** Stored data entries **
● ● ● ● ●
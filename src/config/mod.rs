//! Configuration layer: typed settings with layered precedence (file → env → CLI).

use std::{
    num::{NonZeroU32, NonZeroUsize},
    path::PathBuf,
    str::FromStr,
    time::Duration,
};

use clap::{Args, Parser, Subcommand, builder::BoolishValueParser};
use config::{Config, Environment, File};
use serde::Deserialize;
use thiserror::Error;
use tracing::level_filters::LevelFilter;

const DEFAULT_CONFIG_BASENAME: &str = "config/default";
const LOCAL_CONFIG_BASENAME: &str = "catalog-index";
const ENV_PREFIX: &str = "CATALOG_INDEX";
const DEFAULT_DB_MAX_CONNECTIONS: u32 = 8;
const DEFAULT_CACHE_ENTRY_LIMIT: u64 = 10_000;
const DEFAULT_CACHE_TTL_SECS: u64 = 300;
const DEFAULT_REINDEX_CONCURRENCY: u64 = 4;

/// Command-line arguments for the catalog-index binary.
#[derive(Debug, Parser)]
#[command(
    name = "catalog-index",
    version,
    about = "Catalog price index and context cache"
)]
pub struct CliArgs {
    /// Optional path to a configuration file.
    #[arg(
        long = "config-file",
        env = "CATALOG_INDEX_CONFIG_FILE",
        value_name = "PATH"
    )]
    pub config_file: Option<PathBuf>,

    #[command(subcommand)]
    pub command: Command,
}

#[derive(Debug, Subcommand, Clone)]
pub enum Command {
    /// Re-index every shop product of a shop.
    Reindex(ReindexArgs),
    /// Index one product and invalidate its cached values.
    Index(IndexArgs),
    /// Print the catalog price of a shop product for a group context.
    Price(PriceArgs),
    /// Apply pending database migrations.
    Migrate(MigrateArgs),
}

#[derive(Debug, Args, Default, Clone)]
pub struct DatabaseOverride {
    /// Override the database connection URL.
    #[arg(long = "database-url", value_name = "URL")]
    pub database_url: Option<String>,
}

#[derive(Debug, Args, Default, Clone)]
pub struct RuntimeOverrides {
    #[command(flatten)]
    pub database: DatabaseOverride,

    /// Override the base log level (trace|debug|info|warn|error).
    #[arg(long = "log-level", value_name = "LEVEL")]
    pub log_level: Option<String>,

    /// Toggle JSON logging.
    #[arg(
        long = "log-json",
        value_name = "BOOL",
        value_parser = BoolishValueParser::new()
    )]
    pub log_json: Option<bool>,
}

#[derive(Debug, Args, Clone)]
pub struct ReindexArgs {
    #[command(flatten)]
    pub overrides: RuntimeOverrides,

    /// Shop whose shop products are re-indexed.
    #[arg(long, value_name = "ID")]
    pub shop: i64,

    /// Override the maximum number of concurrent index tasks.
    #[arg(long = "concurrency", value_name = "COUNT")]
    pub concurrency: Option<u64>,
}

#[derive(Debug, Args, Clone)]
pub struct IndexArgs {
    #[command(flatten)]
    pub overrides: RuntimeOverrides,

    /// Product to index.
    #[arg(long, value_name = "ID")]
    pub product: i64,
}

#[derive(Debug, Args, Clone)]
pub struct PriceArgs {
    #[command(flatten)]
    pub overrides: RuntimeOverrides,

    /// Shop product to price.
    #[arg(long = "shop-product", value_name = "ID")]
    pub shop_product: i64,

    /// Contact group; repeat for several groups.
    #[arg(long = "group", value_name = "ID")]
    pub groups: Vec<i64>,
}

#[derive(Debug, Args, Clone)]
pub struct MigrateArgs {
    #[command(flatten)]
    pub overrides: RuntimeOverrides,
}

/// Fully-resolved settings after precedence resolution and validation.
#[derive(Debug, Clone)]
pub struct Settings {
    pub logging: LoggingSettings,
    pub database: DatabaseSettings,
    pub cache: CacheSettings,
    pub indexer: IndexerSettings,
}

#[derive(Debug, Clone)]
pub struct LoggingSettings {
    pub level: LevelFilter,
    pub format: LogFormat,
}

#[derive(Debug, Clone, Copy)]
pub enum LogFormat {
    Json,
    Compact,
}

#[derive(Debug, Clone)]
pub struct DatabaseSettings {
    pub url: Option<String>,
    pub max_connections: NonZeroU32,
}

#[derive(Debug, Clone, Copy, PartialEq, Eq)]
pub enum CacheBackendKind {
    /// Per-process LRU with in-memory counters.
    Memory,
    /// Shared tables, for several processes serving one catalog.
    Postgres,
}

impl FromStr for CacheBackendKind {
    type Err = String;

    fn from_str(value: &str) -> Result<Self, Self::Err> {
        match value.trim().to_ascii_lowercase().as_str() {
            "memory" => Ok(Self::Memory),
            "postgres" => Ok(Self::Postgres),
            other => Err(format!("unknown backend `{other}` (expected memory|postgres)")),
        }
    }
}

#[derive(Debug, Clone)]
pub struct CacheSettings {
    pub enabled: bool,
    pub entry_limit: NonZeroUsize,
    pub default_ttl: Duration,
    pub backend: CacheBackendKind,
}

#[derive(Debug, Clone)]
pub struct IndexerSettings {
    pub reindex_concurrency: NonZeroUsize,
}

#[derive(Debug, Error)]
pub enum LoadError {
    #[error("failed to build configuration: {0}")]
    Build(#[from] config::ConfigError),
    #[error("invalid configuration for `{key}`: {reason}")]
    Invalid { key: &'static str, reason: String },
}

impl LoadError {
    fn invalid(key: &'static str, reason: impl Into<String>) -> Self {
        Self::Invalid {
            key,
            reason: reason.into(),
        }
    }
}

/// Load settings using the configured precedence (file → environment → CLI).
pub fn load(cli: &CliArgs) -> Result<Settings, LoadError> {
    let mut builder = Config::builder()
        .add_source(File::with_name(DEFAULT_CONFIG_BASENAME).required(false))
        .add_source(File::with_name(LOCAL_CONFIG_BASENAME).required(false));

    if let Some(path) = cli.config_file.as_ref() {
        builder = builder.add_source(File::from(path.as_path()).required(true));
    }

    builder = builder.add_source(Environment::with_prefix(ENV_PREFIX).separator("__"));

    let mut raw: RawSettings = builder.build()?.try_deserialize()?;

    match &cli.command {
        Command::Reindex(args) => {
            raw.apply_runtime_overrides(&args.overrides);
            if let Some(concurrency) = args.concurrency {
                raw.indexer.reindex_concurrency = Some(concurrency);
            }
        }
        Command::Index(args) => raw.apply_runtime_overrides(&args.overrides),
        Command::Price(args) => raw.apply_runtime_overrides(&args.overrides),
        Command::Migrate(args) => raw.apply_runtime_overrides(&args.overrides),
    }

    Settings::from_raw(raw)
}

#[derive(Debug, Clone, Deserialize, Default)]
#[serde(default)]
struct RawSettings {
    logging: RawLoggingSettings,
    database: RawDatabaseSettings,
    cache: RawCacheSettings,
    indexer: RawIndexerSettings,
}

impl RawSettings {
    fn apply_runtime_overrides(&mut self, overrides: &RuntimeOverrides) {
        self.apply_database_override(&overrides.database);
        if let Some(level) = overrides.log_level.as_ref() {
            self.logging.level = Some(level.clone());
        }
        if let Some(json) = overrides.log_json {
            self.logging.json = Some(json);
        }
    }

    fn apply_database_override(&mut self, overrides: &DatabaseOverride) {
        if let Some(url) = overrides.database_url.as_ref() {
            self.database.url = Some(url.clone());
        }
    }
}

impl Settings {
    fn from_raw(raw: RawSettings) -> Result<Self, LoadError> {
        let RawSettings {
            logging,
            database,
            cache,
            indexer,
        } = raw;

        Ok(Self {
            logging: build_logging_settings(logging)?,
            database: build_database_settings(database)?,
            cache: build_cache_settings(cache)?,
            indexer: build_indexer_settings(indexer)?,
        })
    }
}

fn build_logging_settings(logging: RawLoggingSettings) -> Result<LoggingSettings, LoadError> {
    let level = match logging.level {
        Some(level) => LevelFilter::from_str(level.as_str()).map_err(|err| {
            LoadError::invalid("logging.level", format!("failed to parse: {err}"))
        })?,
        None => LevelFilter::INFO,
    };

    let format = if logging.json.unwrap_or(false) {
        LogFormat::Json
    } else {
        LogFormat::Compact
    };

    Ok(LoggingSettings { level, format })
}

fn build_database_settings(database: RawDatabaseSettings) -> Result<DatabaseSettings, LoadError> {
    let url = database.url.and_then(|value| {
        let trimmed = value.trim();
        (!trimmed.is_empty()).then(|| trimmed.to_string())
    });

    let max_connections = database
        .max_connections
        .unwrap_or(DEFAULT_DB_MAX_CONNECTIONS);

    Ok(DatabaseSettings {
        url,
        max_connections: non_zero_u32(max_connections.into(), "database.max_connections")?,
    })
}

fn build_cache_settings(cache: RawCacheSettings) -> Result<CacheSettings, LoadError> {
    let entry_limit = non_zero_usize(
        cache.entry_limit.unwrap_or(DEFAULT_CACHE_ENTRY_LIMIT),
        "cache.entry_limit",
    )?;

    let ttl_seconds = cache.default_ttl_seconds.unwrap_or(DEFAULT_CACHE_TTL_SECS);
    if ttl_seconds == 0 {
        return Err(LoadError::invalid(
            "cache.default_ttl_seconds",
            "must be greater than zero",
        ));
    }

    let backend = match cache.backend {
        Some(value) => CacheBackendKind::from_str(&value)
            .map_err(|reason| LoadError::invalid("cache.backend", reason))?,
        None => CacheBackendKind::Memory,
    };

    Ok(CacheSettings {
        enabled: cache.enabled.unwrap_or(true),
        entry_limit,
        default_ttl: Duration::from_secs(ttl_seconds),
        backend,
    })
}

fn build_indexer_settings(indexer: RawIndexerSettings) -> Result<IndexerSettings, LoadError> {
    let reindex_concurrency = non_zero_usize(
        indexer
            .reindex_concurrency
            .unwrap_or(DEFAULT_REINDEX_CONCURRENCY),
        "indexer.reindex_concurrency",
    )?;

    Ok(IndexerSettings {
        reindex_concurrency,
    })
}

#[derive(Debug, Clone, Deserialize, Default)]
#[serde(default)]
struct RawLoggingSettings {
    level: Option<String>,
    json: Option<bool>,
}

#[derive(Debug, Clone, Deserialize, Default)]
#[serde(default)]
struct RawDatabaseSettings {
    url: Option<String>,
    max_connections: Option<u32>,
}

#[derive(Debug, Clone, Deserialize, Default)]
#[serde(default)]
struct RawCacheSettings {
    enabled: Option<bool>,
    entry_limit: Option<u64>,
    default_ttl_seconds: Option<u64>,
    backend: Option<String>,
}

#[derive(Debug, Clone, Deserialize, Default)]
#[serde(default)]
struct RawIndexerSettings {
    reindex_concurrency: Option<u64>,
}

fn non_zero_u32(value: u64, key: &'static str) -> Result<NonZeroU32, LoadError> {
    if value == 0 {
        return Err(LoadError::invalid(key, "must be greater than zero"));
    }
    let value_u32: u32 = value
        .try_into()
        .map_err(|_| LoadError::invalid(key, "value exceeds supported range for u32"))?;
    NonZeroU32::new(value_u32).ok_or_else(|| LoadError::invalid(key, "must be greater than zero"))
}

fn non_zero_usize(value: u64, key: &'static str) -> Result<NonZeroUsize, LoadError> {
    let value_usize: usize = value
        .try_into()
        .map_err(|_| LoadError::invalid(key, "value exceeds supported range for usize"))?;
    NonZeroUsize::new(value_usize)
        .ok_or_else(|| LoadError::invalid(key, "must be greater than zero"))
}

pub fn load_with_cli() -> Result<(CliArgs, Settings), LoadError> {
    let args = CliArgs::parse();
    let settings = load(&args)?;
    Ok((args, settings))
}
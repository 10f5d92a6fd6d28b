//! Infrastructure adapters and runtime bootstrap.

pub mod db;
pub mod error;
pub mod memory;
pub mod telemetry;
● ● ● ● ●
** Action item **
Reproduce exactly, and only, the lines from the start of the entries through the one that contains "const DEFAULT_CACHE_ENTRY_LIMIT: u64".

** Task output **
filename src/config/mod.rs
//! Configuration layer: typed settings with layered precedence (file → env → CLI).

use std::{
    num::{NonZeroU32, NonZeroUsize},
    path::PathBuf,
    str::FromStr,
    time::Duration,
};

use clap::{Args, Parser, Subcommand, builder::BoolishValueParser};
use config::{Config, Environment, File};
use serde::Deserialize;
use thiserror::Error;
use tracing::level_filters::LevelFilter;

const DEFAULT_CONFIG_BASENAME: &str = "config/default";
const LOCAL_CONFIG_BASENAME: &str = "catalog-index";
const ENV_PREFIX: &str = "CATALOG_INDEX";
const DEFAULT_DB_MAX_CONNECTIONS: u32 = 8;
const DEFAULT_CACHE_ENTRY_LIMIT: u64 = 10_000;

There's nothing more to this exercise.